DATASET: Begin

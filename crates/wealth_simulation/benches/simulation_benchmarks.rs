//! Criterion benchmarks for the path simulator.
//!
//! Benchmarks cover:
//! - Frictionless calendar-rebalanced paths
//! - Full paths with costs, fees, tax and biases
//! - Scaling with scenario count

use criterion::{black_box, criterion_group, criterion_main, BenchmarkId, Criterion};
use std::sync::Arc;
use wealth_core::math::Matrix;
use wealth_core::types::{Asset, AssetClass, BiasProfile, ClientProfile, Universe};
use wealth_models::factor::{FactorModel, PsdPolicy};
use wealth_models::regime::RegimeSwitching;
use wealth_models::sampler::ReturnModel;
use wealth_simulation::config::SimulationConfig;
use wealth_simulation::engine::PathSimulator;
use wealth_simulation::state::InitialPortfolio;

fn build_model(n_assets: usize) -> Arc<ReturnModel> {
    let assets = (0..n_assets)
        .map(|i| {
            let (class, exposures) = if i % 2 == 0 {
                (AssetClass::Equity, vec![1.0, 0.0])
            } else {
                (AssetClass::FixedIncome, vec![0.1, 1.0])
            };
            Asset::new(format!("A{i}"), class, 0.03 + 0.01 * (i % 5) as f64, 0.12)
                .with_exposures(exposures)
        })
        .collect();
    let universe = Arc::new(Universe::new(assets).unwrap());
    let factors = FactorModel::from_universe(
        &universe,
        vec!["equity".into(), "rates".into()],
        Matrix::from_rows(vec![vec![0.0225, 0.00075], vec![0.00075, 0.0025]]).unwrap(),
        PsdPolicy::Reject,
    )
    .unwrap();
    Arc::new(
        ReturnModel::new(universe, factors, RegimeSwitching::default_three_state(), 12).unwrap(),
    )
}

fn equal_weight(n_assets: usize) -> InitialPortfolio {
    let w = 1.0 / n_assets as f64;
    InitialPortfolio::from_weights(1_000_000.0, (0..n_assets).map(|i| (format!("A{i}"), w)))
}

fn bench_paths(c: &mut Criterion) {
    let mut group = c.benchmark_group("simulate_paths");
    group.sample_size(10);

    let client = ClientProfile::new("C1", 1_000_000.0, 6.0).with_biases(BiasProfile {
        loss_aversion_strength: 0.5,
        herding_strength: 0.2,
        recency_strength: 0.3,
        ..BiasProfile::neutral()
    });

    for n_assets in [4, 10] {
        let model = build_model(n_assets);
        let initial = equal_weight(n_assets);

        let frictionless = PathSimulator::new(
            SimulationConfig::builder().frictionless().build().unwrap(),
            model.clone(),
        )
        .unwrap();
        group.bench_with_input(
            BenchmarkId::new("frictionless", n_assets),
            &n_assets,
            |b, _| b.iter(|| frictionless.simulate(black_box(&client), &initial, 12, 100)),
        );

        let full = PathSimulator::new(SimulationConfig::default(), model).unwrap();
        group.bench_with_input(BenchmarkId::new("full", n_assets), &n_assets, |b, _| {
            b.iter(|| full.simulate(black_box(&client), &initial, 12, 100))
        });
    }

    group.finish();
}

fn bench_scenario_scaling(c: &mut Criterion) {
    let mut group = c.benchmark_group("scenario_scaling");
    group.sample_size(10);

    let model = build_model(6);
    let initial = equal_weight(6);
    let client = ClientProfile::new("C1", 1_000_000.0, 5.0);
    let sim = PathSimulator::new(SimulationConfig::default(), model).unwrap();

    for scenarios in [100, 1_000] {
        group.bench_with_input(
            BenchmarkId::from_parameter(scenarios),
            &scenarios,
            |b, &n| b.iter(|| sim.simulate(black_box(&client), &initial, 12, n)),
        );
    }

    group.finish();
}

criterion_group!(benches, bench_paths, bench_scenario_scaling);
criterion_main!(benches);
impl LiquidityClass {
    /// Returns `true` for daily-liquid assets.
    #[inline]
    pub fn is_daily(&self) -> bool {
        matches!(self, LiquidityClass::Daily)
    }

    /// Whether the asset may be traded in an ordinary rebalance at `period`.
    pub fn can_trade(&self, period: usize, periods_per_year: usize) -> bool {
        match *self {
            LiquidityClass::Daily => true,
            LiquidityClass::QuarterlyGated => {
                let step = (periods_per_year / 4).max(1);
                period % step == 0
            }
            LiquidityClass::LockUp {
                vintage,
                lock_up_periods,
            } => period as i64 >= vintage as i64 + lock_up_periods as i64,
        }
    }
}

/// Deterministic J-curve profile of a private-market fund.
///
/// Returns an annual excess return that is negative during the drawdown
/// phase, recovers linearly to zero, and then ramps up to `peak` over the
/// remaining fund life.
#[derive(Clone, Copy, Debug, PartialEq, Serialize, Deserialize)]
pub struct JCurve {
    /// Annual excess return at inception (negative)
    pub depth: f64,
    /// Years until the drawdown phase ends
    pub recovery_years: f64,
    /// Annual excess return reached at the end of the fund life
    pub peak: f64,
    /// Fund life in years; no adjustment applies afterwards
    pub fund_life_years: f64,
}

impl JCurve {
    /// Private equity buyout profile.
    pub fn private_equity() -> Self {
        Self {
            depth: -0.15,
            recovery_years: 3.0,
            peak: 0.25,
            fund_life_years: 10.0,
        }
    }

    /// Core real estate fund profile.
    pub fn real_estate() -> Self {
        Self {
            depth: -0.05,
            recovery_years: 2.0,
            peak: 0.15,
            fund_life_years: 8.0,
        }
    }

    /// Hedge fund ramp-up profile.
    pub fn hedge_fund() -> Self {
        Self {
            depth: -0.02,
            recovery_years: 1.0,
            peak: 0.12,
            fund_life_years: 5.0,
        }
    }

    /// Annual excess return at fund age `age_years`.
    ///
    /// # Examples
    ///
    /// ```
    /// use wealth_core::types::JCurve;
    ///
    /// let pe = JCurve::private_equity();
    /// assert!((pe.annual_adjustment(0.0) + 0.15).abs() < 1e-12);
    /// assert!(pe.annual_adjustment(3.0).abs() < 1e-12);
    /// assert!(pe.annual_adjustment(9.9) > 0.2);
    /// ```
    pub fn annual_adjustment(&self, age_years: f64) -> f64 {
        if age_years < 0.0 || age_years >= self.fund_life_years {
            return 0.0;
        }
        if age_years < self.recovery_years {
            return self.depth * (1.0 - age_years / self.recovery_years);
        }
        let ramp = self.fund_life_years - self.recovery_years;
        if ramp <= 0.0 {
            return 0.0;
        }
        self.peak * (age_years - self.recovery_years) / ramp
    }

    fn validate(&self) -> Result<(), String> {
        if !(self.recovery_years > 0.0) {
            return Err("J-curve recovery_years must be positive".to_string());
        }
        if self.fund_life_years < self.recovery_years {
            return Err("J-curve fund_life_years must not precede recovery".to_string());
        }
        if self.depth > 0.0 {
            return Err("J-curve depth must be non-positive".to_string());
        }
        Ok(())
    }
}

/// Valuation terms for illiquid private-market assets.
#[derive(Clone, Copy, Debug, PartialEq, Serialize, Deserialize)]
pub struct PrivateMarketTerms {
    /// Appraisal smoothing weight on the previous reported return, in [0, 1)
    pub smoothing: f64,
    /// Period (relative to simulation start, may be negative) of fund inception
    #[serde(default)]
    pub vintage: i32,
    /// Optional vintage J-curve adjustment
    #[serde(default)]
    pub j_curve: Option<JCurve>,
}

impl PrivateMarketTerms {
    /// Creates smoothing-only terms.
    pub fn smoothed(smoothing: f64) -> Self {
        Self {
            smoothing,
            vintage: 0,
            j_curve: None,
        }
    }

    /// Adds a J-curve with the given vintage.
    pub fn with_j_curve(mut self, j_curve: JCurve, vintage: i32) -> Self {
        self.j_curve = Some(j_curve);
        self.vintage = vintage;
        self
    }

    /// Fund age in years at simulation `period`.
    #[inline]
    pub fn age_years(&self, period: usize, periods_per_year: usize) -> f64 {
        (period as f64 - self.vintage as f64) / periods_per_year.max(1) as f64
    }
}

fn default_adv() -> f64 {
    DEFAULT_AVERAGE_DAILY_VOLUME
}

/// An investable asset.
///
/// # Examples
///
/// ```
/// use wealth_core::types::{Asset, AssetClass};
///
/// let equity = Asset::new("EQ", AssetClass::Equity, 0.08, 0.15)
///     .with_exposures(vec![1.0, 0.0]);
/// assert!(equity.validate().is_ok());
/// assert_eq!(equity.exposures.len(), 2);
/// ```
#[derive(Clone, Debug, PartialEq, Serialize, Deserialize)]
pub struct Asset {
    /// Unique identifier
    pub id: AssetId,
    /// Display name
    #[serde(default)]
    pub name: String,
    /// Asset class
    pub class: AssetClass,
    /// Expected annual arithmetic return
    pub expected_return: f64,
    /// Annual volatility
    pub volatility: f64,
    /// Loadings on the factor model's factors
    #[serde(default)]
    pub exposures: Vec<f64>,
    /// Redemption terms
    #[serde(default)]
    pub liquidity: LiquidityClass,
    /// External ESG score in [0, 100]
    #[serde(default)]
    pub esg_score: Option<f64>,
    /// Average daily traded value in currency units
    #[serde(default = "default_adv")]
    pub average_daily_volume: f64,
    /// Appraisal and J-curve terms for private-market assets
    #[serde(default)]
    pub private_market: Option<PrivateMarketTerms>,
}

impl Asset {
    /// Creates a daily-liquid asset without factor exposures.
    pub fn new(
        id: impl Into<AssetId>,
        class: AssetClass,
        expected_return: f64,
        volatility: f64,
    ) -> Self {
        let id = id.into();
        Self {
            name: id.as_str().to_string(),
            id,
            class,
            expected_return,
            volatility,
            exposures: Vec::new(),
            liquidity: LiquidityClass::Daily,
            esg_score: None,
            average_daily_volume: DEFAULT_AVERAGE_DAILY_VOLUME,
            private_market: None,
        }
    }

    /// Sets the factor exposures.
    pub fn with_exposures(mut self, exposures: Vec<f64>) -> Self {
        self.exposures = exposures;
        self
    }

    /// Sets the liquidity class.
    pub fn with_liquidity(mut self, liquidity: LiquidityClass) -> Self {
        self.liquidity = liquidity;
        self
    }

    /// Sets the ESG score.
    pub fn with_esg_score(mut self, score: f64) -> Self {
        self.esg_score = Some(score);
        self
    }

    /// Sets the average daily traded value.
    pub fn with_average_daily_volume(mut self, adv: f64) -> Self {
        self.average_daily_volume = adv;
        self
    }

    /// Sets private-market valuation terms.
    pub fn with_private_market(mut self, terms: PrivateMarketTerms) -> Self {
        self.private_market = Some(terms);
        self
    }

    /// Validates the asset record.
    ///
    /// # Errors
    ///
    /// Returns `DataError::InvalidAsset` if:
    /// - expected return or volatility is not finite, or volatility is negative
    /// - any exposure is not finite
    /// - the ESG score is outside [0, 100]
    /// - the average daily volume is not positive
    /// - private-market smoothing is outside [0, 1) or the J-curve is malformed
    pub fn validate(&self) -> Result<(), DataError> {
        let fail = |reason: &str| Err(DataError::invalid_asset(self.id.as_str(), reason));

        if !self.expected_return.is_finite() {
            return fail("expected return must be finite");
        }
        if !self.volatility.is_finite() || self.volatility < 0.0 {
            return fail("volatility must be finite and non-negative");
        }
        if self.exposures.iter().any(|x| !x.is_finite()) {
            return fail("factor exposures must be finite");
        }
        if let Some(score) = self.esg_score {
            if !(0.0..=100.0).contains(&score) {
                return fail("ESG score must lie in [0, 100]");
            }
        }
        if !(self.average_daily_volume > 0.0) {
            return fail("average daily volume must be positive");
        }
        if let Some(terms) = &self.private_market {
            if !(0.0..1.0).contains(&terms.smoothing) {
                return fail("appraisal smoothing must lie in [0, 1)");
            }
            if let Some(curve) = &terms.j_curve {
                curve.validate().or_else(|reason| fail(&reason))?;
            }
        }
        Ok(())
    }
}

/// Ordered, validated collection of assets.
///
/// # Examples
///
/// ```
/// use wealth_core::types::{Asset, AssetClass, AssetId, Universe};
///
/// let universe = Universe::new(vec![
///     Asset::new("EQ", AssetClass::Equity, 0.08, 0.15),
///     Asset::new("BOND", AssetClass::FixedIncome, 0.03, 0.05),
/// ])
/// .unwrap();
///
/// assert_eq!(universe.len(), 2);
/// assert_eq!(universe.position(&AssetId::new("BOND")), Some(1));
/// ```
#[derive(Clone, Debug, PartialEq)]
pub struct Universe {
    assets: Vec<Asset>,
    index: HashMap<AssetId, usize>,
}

DATASET: End

DESCRIPTION OF THE TASK ->
Nothing but the lines from the one containing "daily volume must" to the end of the records above should appear, each copied exactly.

SOLUTION TO THIS TASK ->
            return fail("average daily volume must be positive");
        }
        if let Some(terms) = &self.private_market {
            if !(0.0..1.0).contains(&terms.smoothing) {
                return fail("appraisal smoothing must lie in [0, 1)");
            }
            if let Some(curve) = &terms.j_curve {
                curve.validate().or_else(|reason| fail(&reason))?;
            }
        }
        Ok(())
    }
}

/// Ordered, validated collection of assets.
///
/// # Examples
///
/// ```
/// use wealth_core::types::{Asset, AssetClass, AssetId, Universe};
///
/// let universe = Universe::new(vec![
///     Asset::new("EQ", AssetClass::Equity, 0.08, 0.15),
///     Asset::new("BOND", AssetClass::FixedIncome, 0.03, 0.05),
/// ])
/// .unwrap();
///
/// assert_eq!(universe.len(), 2);
/// assert_eq!(universe.position(&AssetId::new("BOND")), Some(1));
/// ```
#[derive(Clone, Debug, PartialEq)]
pub struct Universe {
    assets: Vec<Asset>,
    index: HashMap<AssetId, usize>,
}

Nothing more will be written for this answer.